*What you should do:*
Filter this material down to the lines that hold "quiet", copying each one.

*Records for the exercise:*
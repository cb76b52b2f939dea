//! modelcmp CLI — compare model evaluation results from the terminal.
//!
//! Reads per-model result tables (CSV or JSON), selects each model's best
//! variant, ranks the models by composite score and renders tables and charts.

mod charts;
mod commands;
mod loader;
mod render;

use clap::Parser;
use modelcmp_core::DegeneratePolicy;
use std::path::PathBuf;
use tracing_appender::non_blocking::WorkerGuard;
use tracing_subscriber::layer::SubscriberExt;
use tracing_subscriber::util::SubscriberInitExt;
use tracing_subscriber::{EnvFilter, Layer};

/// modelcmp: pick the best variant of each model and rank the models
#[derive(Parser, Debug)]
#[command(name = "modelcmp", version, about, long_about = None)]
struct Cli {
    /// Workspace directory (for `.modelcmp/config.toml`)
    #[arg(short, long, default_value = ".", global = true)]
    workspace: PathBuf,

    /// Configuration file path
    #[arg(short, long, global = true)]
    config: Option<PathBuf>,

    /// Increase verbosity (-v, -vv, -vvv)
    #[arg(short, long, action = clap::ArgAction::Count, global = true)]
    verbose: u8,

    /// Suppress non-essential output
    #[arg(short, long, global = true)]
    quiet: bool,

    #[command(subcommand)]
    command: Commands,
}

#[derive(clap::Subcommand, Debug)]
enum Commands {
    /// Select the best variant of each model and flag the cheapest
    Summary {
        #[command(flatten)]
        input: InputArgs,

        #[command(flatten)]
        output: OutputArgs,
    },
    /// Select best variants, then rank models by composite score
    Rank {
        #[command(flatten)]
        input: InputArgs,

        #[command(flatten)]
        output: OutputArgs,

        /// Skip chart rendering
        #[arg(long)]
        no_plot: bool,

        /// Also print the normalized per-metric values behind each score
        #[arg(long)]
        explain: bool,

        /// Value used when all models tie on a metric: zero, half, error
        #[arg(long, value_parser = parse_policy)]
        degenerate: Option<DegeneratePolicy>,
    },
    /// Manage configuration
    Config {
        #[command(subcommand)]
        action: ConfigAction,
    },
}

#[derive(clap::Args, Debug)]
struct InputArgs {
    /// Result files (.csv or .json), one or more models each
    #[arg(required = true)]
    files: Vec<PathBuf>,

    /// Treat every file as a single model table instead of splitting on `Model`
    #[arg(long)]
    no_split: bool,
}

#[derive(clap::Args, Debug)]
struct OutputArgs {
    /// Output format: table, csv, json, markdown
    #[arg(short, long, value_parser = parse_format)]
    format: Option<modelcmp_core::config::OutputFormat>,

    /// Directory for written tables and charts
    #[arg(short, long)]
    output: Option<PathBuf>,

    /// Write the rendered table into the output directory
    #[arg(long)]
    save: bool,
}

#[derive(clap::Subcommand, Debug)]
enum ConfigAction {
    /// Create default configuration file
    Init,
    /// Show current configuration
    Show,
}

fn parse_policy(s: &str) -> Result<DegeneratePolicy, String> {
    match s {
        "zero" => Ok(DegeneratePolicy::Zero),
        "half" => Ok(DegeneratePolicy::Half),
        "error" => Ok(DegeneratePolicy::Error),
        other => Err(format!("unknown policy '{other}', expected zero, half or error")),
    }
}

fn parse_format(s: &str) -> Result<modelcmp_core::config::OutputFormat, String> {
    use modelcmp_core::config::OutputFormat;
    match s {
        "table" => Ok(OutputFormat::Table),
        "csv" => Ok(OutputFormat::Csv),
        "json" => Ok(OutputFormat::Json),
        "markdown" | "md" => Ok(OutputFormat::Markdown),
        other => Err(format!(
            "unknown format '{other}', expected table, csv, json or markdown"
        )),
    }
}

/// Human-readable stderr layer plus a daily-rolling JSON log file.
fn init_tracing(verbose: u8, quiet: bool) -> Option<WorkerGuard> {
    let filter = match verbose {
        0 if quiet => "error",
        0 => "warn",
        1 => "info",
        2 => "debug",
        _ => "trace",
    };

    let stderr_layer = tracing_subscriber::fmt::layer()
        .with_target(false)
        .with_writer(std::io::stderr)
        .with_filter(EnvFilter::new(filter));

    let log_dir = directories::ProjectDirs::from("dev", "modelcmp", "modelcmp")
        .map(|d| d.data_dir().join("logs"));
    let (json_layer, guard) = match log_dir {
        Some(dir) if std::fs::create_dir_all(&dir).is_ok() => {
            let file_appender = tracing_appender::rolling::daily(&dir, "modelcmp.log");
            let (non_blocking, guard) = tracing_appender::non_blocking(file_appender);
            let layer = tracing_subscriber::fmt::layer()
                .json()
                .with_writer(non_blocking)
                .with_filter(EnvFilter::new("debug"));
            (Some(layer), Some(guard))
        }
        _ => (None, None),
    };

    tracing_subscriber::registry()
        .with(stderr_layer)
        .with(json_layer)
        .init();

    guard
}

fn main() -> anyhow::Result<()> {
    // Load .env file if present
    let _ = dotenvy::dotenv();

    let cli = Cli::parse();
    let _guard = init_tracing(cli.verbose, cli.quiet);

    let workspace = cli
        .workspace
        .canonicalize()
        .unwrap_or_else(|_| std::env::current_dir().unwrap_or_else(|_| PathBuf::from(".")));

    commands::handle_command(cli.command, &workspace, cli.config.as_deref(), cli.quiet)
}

*Exercise solution:*
    quiet: bool,
fn init_tracing(verbose: u8, quiet: bool) -> Option<WorkerGuard> {
        0 if quiet => "error",
    let _guard = init_tracing(cli.verbose, cli.quiet);
    commands::handle_command(cli.command, &workspace, cli.config.as_deref(), cli.quiet)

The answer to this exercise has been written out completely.